It peaked at number two on the UK Singles Chart and topped the NME and Melody Maker charts outright.
It remains Deep Purple’s highest-charting UK single to this day, sitting above Smoke on the Water, above Highway Star, above everything.
The song runs just 3 minutes and 28 seconds, which makes it one of the most concise things the Mk II lineup ever recorded.
It was written, recorded, and finished in a matter of hours after the band gave up trying to write it and went to the pub instead.
The Pub Where Deep Purple Black Night Was Born
When Deep Purple in Rock was finished, EMI came to the band with a specific request: they needed a hit single to promote the album.
The band sat in the studio for six hours trying to write one.
Nothing came.
So they went to the nearest pub and stayed there for a while.
Roger Glover and Ritchie Blackmore eventually went back to the studio.
Blackmore picked up his guitar and started jamming on a riff.
The rest of the band gathered around and Black Night came together in the room.
Roger Glover later described the process in a 1988 interview with Metal Hammer: the song was essentially an accident that happened after the serious attempt had failed.
That is one of the most common stories in rock history, and it is almost always true.
The songs that come easy are usually the ones that last.
The Gershwin Riff Nobody Talks About
The riff that drives Deep Purple Black Night is closely based on the riff from Summertime by George Gershwin, specifically Ricky Nelson’s 1962 rock recording of the standard.
Blackmore took that figure, stripped it down, sped it up, and ran it through a Marshall stack.
The transformation is complete enough that most listeners never make the connection.
This kind of unconscious or deliberate borrowing from older material was common practice in the early 1970s.
Led Zeppelin did it constantly.
What Deep Purple did with the raw figure is entirely their own: the riff became something heavier, faster, and more aggressive than anything Gershwin ever imagined.

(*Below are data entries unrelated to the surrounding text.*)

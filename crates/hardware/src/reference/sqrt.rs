//! Integer square root by binary search.

/// Returns the floor of the square root of `n`.
///
/// Values below two are their own root. Otherwise the search narrows `[low, high]`
/// over candidate roots in `[1, n]`, keeping the largest `mid` with
/// `mid * mid <= n`. The comparison is written as `mid <= n / mid` so the square
/// never has to be formed.
///
/// # Arguments
///
/// * `n` - The radicand.
///
/// # Returns
///
/// The largest `r` such that `r * r <= n`.
pub const fn software_isqrt(n: u32) -> u32 {
    if n < 2 {
        return n;
    }

    let mut low = 1;
    let mut high = n;
    let mut ans = 0;
    while low <= high {
        let mid = low + (high - low) / 2;
        if mid <= n / mid {
            ans = mid;
            low = mid + 1;
        } else {
            high = mid - 1;
        }
    }
    ans
}
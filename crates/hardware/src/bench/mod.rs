//! Accelerator-versus-software benchmark engine.
//!
//! This module times paired hardware and software executions and derives the
//! audit verdicts. It provides:
//! 1. **Trials:** [`run_trial`] brackets each operation with cycle-counter reads.
//! 2. **Outcomes:** [`BenchmarkOutcome`] holds both timings, the exact-equality
//!    verdict, and the integer speedup.
//! 3. **Audit:** [`run_full_audit`] runs the fixed square-root and CRC-32 trials.
//! 4. **Reporting:** Console rendering of each trial.

/// Fixed two-trial audit.
pub mod audit;

/// Console rendering of trial outcomes.
pub mod report;

pub use audit::{AuditReport, TrialRecord, run_full_audit};

use std::hint;
use std::sync::atomic::{Ordering, compiler_fence};

use serde::Serialize;

use crate::timer::CycleCounter;

/// Value produced by one timed operation and the counter readings around it.
#[derive(Debug, Clone, Copy, PartialEq, Eq, Serialize)]
pub struct TimedResult {
    /// Value returned by the operation.
    pub value: u32,
    /// Counter reading taken immediately before the operation.
    pub start_cycle: u32,
    /// Counter reading taken immediately after the operation returned.
    pub end_cycle: u32,
}

impl TimedResult {
    /// Cycles between the two readings.
    ///
    /// Uses wrapping subtraction, which is exact if the counter wrapped at most once.
    pub const fn elapsed(&self) -> u32 {
        self.end_cycle.wrapping_sub(self.start_cycle)
    }
}

/// Result of one paired hardware/software trial.
#[derive(Debug, Clone, Copy, PartialEq, Eq, Serialize)]
pub struct BenchmarkOutcome {
    /// Accelerator execution.
    pub hardware: TimedResult,
    /// Software reference execution.
    pub software: TimedResult,
    /// Whether both executions produced exactly the same value.
    pub matched: bool,
    /// `software.elapsed / hardware.elapsed`, or `None` when the hardware took zero cycles.
    pub speedup: Option<u32>,
}

impl BenchmarkOutcome {
    /// Derives the verdict and speedup from two timed executions.
    pub const fn new(hardware: TimedResult, software: TimedResult) -> Self {
        Self {
            hardware,
            software,
            matched: hardware.value == software.value,
            speedup: software.elapsed().checked_div(hardware.elapsed()),
        }
    }
}

/// Times `op` between two counter reads.
///
/// The compiler fences keep the counter reads from being reordered across the
/// operation; nothing else runs inside the bracket.
#[inline(always)]
fn time<T, F>(timer: &mut T, op: F) -> TimedResult
where
    T: CycleCounter + ?Sized,
    F: FnOnce() -> u32,
{
    let start_cycle = timer.cycles();
    compiler_fence(Ordering::SeqCst);
    let value = hint::black_box(op());
    compiler_fence(Ordering::SeqCst);
    let end_cycle = timer.cycles();
    TimedResult {
        value,
        start_cycle,
        end_cycle,
    }
}

/// Runs one trial: the hardware operation, then the software reference.
///
/// Each operation is bracketed by `timer` reads taken immediately before the call
/// and immediately after it returns.
pub fn run_trial<T, H, S>(timer: &mut T, hardware_op: H, software_op: S) -> BenchmarkOutcome
where
    T: CycleCounter + ?Sized,
    H: FnOnce() -> u32,
    S: FnOnce() -> u32,
{
    let hardware = time(timer, hardware_op);
    let software = time(timer, software_op);
    BenchmarkOutcome::new(hardware, software)
}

The same instinct for riff transformation that produced Black Night would show up two years later on Smoke on the Water.
The Arthur Alexander Title Connection
The title Deep Purple Black Night did not come from the mood of the song or from a band brainstorm.
Ian Gillan has said the title came from a song recorded by Arthur Alexander in 1964.

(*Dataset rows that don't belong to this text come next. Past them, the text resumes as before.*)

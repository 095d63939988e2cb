//! Cycle counter selection tests.

use hdlbench_core::common::ConfigError;
use hdlbench_core::config::{TimerConfig, TimerSource};
use hdlbench_core::timer::{self, CycleCounter, StepCounter};

fn step_config(step: u32) -> TimerConfig {
    TimerConfig {
        source: TimerSource::Step,
        step,
        ..TimerConfig::default()
    }
}

#[test]
fn test_from_config_step_counter() {
    let mut counter = match timer::from_config(&step_config(4)) {
        Ok(counter) => counter,
        Err(e) => panic!("step counter: {e}"),
    };
    assert_eq!(counter.cycles(), 0);
    assert_eq!(counter.cycles(), 4);
    assert_eq!(counter.cycles(), 8);
}

#[test]
fn test_from_config_rejects_zero_step() {
    assert!(matches!(
        timer::from_config(&step_config(0)),
        Err(ConfigError::InvalidValue {
            field: "timer.step",
            ..
        })
    ));
}

#[cfg(unix)]
#[test]
fn test_from_config_host_counter() {
    let mut counter = match timer::from_config(&TimerConfig::default()) {
        Ok(counter) => counter,
        Err(e) => panic!("host counter: {e}"),
    };
    let first = counter.cycles();
    let second = counter.cycles();
    assert!(second >= first);
}

#[cfg(not(any(target_arch = "riscv32", target_arch = "riscv64")))]
#[test]
fn test_from_config_rdcycle_unavailable_off_target() {
    let config = TimerConfig {
        source: TimerSource::RdCycle,
        ..TimerConfig::default()
    };
    assert!(matches!(
        timer::from_config(&config),
        Err(ConfigError::UnsupportedTimer("rdcycle"))
    ));
}

#[test]
fn test_step_counter_elapsed_across_wrap() {
    let mut counter = StepCounter::new(u32::MAX - 4, 10);
    let start = counter.cycles();
    let end = counter.cycles();
    assert_eq!(end, 5);
    assert_eq!(end.wrapping_sub(start), 10);
}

Alexander was a black songwriter from the American Deep South, more influential than famous, who recorded a song also called Black Night.
That song traced back even further to a 1951 recording by Charles Brown, written by Jessie Mae Robinson, the first black woman to become a member of ASCAP.
Deep Purple’s Black Night shares only the title with those earlier recordings.
But the chain of influence running from a 1950 blues recording to a 1970 British hard rock single is the kind of hidden history that makes rock music endlessly interesting.
How Deep Purple Black Night Was Recorded
Black Night was recorded in May 1970 at De Lane Lea Studios in London, separate from the main In Rock sessions.
It was credited to all five members: Ritchie Blackmore, Ian Gillan, Roger Glover, Jon Lord, and Ian Paice.
The recording was fast and direct, reflecting the spontaneous way the song had been written.
Jon Lord’s organ sits beneath Blackmore’s guitar throughout, filling the spaces between the riff with the same Hammond weight he brought to Child in Time.
Gillan’s vocal is looser and more playful than his work on the album, which suited the song’s more straightforward approach.
Ian Paice drives the track from behind the kit with the kind of locked-in groove that made him one of the most respected rock drummers of the era.
Deep Purple Black Night on the UK Charts
Deep Purple Black Night was released on June 5, 1970 and became a hit by August of that year.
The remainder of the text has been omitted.